2. The settlement price of each restricted unit is the cash value on each vesting date of one share of Massey common stock.
3. These restricted units are payable in cash as they vest in four equal annual installments beginning on November 17, 2004.
4. These stock options vest and become exercisable in four equal annual installments beginning on November 17, 2004.
5. These stock options vested and became exercisable in four equal annual installments beginning on December 8, 1999.
6. These stock options vested and became exercisable beginning on February 2, 2001.
Remarks:
This form was inadvertently filed late due to a misunderstanding about whether the reporting person was considered to be an "officer" for reporting purposes pursuant to Section 16(a) of the Securities Exchange Act of 1934, as amended, since the Company had determined that the reporting person was not considered to be an "officer" for reporting purposes pursuant to Item 401(b) of Regulation S-K under the Securities Act of 1933, as amended. This Form 4 has been filed in conjunction with a Form 3 and two additional Forms 4 filed by the reporting person on this same date.

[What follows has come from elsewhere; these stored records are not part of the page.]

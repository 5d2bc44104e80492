use ash::vk;

use crate::resources::{
    footprint::GfxCopyFootprints,
    handles::{GfxResourceHandle, GfxTexture},
    image::{GfxTextureCreateInfo, GfxTextureDesc},
};

/// 纹理流式加载所需要的 device 能力
///
/// 实现者负责底层 allocator 的线程安全；调用方 (分配阶段) 本身已经是单线程的，
/// 但销毁和 layout 转换可能来自其他线程。
pub trait GfxDevice: Send + Sync {
    /// 创建纹理资源及其 allocation，创建后资源处于 `info.initial_layout`
    fn create_texture(&self, info: &GfxTextureCreateInfo) -> anyhow::Result<GfxTexture>;

    /// 立即销毁纹理
    ///
    /// 注意：调用者需要确保该资源不再被 GPU 使用
    fn destroy_texture(&self, texture: GfxTexture);

    /// 在 upload 完成之后把资源从 `old_layout` 转换到 `new_layout`
    fn transition_texture(
        &self,
        resource: GfxResourceHandle,
        old_layout: vk::ImageLayout,
        new_layout: vk::ImageLayout,
    ) -> anyhow::Result<()>;

    /// 纹理所有 subresource 在 staging buffer 中的布局 (对应 D3D12 的 GetCopyableFootprints)
    fn copy_footprints(&self, desc: &GfxTextureDesc) -> anyhow::Result<GfxCopyFootprints>;
}
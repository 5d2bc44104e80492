use crate::handle::{TaskState, TextureId};

/// 流式加载过程中的错误
///
/// 所有流水线错误的处理方式相同：记录日志，任务进入 Failed，唤醒等待者。
/// 不会自动重试，也不会自动释放该任务的其他资源。
#[derive(Debug, Clone, PartialEq, Eq, thiserror::Error)]
pub enum StreamError {
    /// 文件不存在/损坏，或者 raw 数据为空、数量不匹配
    #[error("decode failed: {0}")]
    DecodeFailure(String),

    /// device / allocator 拒绝创建资源
    #[error("allocation failed: {0}")]
    AllocationFailure(String),

    /// 进入 Uploading 时没有可上传的数据，且不是合法的无数据分配
    #[error("upload data missing: {0}")]
    UploadDataMissing(String),

    /// 单个纹理的完整 mip chain 超过了整个 upload heap
    #[error("texture needs {required} staging bytes but the upload heap holds {capacity}")]
    StagingExhausted { required: u64, capacity: u64 },

    /// upload heap 提交或等待失败
    #[error("upload submission failed: {0}")]
    UploadSubmission(String),

    /// 服务正在关闭，任务不再继续
    #[error("texture streaming service is shutting down")]
    ShutDown,

    #[error("unknown texture {0:?}")]
    UnknownTexture(TextureId),

    #[error("texture {id:?} cannot advance from {state:?}")]
    InvalidTransition { id: TextureId, state: TaskState },
}
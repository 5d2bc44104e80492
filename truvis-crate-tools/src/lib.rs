//! Truvis 工具集
//!
//! 目前只提供统一的日志初始化：彩色等级、时间戳、`[file:line]`。

pub mod init_log;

/s/ Eric B. Tolbert 10/01/2004
** Signature of Reporting Person Date
Reminder: Report on a separate line for each class of securities beneficially owned directly or indirectly.
* If the form is filed by more than one reporting person, see Instruction 4 (b)(v).
** Intentional misstatements or omissions of facts constitute Federal Criminal Violations See 18 U.S.C. 1001 and 15 U.S.C. 78ff(a).